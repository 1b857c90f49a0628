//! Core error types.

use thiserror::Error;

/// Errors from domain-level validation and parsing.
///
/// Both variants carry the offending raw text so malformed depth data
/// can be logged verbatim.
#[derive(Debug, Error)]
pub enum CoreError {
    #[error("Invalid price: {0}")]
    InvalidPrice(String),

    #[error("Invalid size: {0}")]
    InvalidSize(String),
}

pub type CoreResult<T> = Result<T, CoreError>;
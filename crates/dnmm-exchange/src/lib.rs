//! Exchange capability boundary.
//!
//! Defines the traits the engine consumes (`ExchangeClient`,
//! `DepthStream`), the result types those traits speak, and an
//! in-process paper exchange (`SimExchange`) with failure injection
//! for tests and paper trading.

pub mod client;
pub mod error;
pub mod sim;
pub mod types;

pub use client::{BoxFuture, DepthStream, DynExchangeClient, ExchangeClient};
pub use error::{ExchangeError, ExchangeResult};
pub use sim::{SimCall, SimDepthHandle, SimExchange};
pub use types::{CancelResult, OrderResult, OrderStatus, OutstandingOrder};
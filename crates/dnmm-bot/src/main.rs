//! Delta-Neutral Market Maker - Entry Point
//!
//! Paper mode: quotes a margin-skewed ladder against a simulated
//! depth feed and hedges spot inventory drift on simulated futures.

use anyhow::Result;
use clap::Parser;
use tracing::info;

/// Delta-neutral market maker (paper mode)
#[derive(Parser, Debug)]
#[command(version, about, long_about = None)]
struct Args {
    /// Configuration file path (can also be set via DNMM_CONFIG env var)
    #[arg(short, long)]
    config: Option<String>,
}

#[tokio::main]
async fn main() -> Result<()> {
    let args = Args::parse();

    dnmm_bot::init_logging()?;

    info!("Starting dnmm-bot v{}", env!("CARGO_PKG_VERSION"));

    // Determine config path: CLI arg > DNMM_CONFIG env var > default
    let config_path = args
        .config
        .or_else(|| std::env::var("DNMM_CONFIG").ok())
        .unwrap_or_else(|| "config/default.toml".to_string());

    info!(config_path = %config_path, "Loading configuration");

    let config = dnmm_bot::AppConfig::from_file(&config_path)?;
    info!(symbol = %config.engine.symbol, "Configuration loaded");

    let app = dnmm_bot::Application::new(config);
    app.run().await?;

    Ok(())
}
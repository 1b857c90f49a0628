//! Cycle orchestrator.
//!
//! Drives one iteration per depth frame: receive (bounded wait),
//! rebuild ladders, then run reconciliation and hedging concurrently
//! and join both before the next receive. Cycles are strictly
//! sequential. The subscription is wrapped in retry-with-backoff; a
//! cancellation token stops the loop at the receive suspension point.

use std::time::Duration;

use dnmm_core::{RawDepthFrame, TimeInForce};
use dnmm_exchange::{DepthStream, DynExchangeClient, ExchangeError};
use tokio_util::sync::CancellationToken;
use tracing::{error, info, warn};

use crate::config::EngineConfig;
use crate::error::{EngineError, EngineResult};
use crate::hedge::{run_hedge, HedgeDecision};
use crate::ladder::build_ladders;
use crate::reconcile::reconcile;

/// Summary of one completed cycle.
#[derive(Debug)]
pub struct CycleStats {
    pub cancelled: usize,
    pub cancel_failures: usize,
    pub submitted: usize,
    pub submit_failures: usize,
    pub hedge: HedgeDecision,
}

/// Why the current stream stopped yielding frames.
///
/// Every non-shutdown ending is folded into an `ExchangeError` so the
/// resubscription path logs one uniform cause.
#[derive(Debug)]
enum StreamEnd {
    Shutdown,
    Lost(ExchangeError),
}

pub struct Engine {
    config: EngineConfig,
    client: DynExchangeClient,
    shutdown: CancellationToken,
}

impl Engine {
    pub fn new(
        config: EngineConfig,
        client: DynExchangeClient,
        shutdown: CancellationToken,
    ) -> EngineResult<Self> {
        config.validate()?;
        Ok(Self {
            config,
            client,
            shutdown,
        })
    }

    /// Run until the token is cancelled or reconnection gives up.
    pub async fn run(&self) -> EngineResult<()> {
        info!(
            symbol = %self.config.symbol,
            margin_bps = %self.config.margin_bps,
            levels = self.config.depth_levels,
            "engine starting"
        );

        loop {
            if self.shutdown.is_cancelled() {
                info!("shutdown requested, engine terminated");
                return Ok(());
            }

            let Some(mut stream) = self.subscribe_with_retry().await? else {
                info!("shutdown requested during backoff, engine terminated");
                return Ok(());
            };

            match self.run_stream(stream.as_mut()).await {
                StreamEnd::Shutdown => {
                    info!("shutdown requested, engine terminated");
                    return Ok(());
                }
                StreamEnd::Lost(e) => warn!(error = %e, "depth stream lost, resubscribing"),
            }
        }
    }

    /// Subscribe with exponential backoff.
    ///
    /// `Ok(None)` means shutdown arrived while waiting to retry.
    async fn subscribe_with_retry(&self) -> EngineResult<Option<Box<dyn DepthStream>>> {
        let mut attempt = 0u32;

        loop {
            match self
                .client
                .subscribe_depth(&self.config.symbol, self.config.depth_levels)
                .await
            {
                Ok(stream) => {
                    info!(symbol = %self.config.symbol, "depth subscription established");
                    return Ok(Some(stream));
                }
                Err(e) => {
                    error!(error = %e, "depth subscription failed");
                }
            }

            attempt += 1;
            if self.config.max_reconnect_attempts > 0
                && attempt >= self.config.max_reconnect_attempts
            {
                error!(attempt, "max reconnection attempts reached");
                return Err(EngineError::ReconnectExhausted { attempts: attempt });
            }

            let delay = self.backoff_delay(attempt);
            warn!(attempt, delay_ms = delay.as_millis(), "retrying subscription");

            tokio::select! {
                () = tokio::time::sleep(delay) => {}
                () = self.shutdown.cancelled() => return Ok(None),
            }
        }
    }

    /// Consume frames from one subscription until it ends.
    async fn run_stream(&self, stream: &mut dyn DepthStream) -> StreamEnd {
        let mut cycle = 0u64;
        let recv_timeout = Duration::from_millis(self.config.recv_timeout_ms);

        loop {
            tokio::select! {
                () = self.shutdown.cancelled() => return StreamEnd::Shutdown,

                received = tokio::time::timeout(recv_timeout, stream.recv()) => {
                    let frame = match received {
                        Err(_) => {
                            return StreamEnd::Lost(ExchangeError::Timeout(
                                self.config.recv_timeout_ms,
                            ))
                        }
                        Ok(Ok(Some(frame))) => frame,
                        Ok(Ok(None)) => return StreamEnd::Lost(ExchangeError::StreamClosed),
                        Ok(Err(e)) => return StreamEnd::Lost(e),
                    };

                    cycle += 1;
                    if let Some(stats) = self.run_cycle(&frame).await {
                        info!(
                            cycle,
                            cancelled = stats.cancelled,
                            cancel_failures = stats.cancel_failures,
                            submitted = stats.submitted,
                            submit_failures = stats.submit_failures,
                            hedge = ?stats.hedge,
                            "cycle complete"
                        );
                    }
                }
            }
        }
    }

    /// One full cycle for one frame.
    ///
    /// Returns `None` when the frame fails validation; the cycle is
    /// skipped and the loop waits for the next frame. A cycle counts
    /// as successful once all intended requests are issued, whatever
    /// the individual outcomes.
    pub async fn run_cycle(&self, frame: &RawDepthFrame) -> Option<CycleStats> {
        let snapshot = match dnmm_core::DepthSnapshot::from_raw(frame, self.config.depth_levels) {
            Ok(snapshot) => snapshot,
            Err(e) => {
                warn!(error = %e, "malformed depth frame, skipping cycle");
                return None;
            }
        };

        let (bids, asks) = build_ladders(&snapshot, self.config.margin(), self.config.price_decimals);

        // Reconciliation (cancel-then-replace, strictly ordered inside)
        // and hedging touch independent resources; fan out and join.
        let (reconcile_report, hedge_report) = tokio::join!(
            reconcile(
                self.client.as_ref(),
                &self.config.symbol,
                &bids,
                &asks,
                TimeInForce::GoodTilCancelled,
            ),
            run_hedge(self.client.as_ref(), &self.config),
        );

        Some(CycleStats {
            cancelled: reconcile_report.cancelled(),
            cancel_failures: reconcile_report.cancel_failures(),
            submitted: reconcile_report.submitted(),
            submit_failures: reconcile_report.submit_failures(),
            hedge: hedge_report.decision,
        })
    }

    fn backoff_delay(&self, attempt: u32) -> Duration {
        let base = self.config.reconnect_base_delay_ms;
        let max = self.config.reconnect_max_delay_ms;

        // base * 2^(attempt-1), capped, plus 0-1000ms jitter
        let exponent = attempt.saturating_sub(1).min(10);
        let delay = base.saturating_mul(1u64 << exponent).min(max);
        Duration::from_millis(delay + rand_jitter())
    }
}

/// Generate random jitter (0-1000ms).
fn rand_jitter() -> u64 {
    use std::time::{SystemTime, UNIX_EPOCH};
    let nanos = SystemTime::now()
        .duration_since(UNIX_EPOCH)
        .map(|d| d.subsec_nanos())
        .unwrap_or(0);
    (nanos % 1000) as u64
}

---*---

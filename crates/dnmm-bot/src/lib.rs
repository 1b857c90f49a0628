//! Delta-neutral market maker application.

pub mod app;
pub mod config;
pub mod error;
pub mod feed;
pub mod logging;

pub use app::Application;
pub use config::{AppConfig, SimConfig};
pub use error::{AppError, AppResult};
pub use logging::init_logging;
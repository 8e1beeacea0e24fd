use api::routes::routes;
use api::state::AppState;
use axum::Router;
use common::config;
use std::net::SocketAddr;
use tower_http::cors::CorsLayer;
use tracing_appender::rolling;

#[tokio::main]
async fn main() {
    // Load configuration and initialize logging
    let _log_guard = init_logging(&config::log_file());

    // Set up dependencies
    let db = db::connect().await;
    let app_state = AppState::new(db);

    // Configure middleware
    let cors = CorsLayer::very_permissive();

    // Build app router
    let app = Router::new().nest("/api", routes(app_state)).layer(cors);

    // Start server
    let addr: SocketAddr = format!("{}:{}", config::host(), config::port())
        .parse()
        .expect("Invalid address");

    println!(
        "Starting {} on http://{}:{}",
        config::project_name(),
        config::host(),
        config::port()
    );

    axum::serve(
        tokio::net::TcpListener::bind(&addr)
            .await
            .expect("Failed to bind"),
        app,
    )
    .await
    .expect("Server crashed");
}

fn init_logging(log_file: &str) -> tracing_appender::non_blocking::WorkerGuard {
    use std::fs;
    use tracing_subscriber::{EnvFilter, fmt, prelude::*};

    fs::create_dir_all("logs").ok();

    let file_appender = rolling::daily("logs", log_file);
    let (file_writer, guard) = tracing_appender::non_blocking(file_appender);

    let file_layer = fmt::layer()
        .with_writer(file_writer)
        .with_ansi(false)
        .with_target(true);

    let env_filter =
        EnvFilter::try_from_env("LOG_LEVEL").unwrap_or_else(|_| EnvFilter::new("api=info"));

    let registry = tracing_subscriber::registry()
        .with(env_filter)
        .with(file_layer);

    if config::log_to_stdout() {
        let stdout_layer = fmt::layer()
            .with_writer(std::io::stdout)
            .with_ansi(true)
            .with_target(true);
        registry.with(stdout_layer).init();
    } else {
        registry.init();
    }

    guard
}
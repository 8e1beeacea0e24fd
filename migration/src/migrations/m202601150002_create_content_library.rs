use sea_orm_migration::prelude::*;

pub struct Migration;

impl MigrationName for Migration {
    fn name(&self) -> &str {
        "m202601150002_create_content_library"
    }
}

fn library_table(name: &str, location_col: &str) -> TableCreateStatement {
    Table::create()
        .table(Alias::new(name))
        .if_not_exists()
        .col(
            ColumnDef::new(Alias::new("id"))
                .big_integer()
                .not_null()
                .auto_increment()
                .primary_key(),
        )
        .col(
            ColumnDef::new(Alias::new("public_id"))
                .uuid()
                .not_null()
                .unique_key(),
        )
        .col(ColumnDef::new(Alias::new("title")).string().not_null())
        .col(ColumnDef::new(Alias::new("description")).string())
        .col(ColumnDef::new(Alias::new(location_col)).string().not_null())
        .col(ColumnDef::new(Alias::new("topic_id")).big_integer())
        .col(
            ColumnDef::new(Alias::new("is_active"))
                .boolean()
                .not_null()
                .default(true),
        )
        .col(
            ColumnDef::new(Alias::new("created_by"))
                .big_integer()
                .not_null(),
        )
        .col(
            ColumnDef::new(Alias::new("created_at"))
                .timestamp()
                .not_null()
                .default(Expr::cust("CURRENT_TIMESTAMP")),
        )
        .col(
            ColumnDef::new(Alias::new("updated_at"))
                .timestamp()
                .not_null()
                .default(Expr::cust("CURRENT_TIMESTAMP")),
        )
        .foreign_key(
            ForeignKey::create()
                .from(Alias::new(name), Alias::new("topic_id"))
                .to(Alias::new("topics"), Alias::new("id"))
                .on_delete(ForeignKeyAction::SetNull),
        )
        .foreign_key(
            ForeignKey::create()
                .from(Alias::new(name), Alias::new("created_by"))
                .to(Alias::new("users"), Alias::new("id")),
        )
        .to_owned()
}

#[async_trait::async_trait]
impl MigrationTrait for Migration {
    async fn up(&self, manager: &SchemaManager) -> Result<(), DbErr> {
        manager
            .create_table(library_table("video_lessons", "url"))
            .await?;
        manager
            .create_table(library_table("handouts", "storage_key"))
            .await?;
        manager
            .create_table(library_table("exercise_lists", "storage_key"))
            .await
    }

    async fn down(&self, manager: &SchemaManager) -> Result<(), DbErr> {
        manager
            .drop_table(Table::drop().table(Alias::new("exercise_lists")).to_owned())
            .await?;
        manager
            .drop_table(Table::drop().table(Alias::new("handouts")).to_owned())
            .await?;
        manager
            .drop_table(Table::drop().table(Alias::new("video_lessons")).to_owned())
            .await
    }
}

---*---

EXERCISE
Whenever the string "CorsLayer" shows up in a line of the entries, copy that line.

EXERCISE OUTPUT
use tower_http::cors::CorsLayer;
    let cors = CorsLayer::very_permissive();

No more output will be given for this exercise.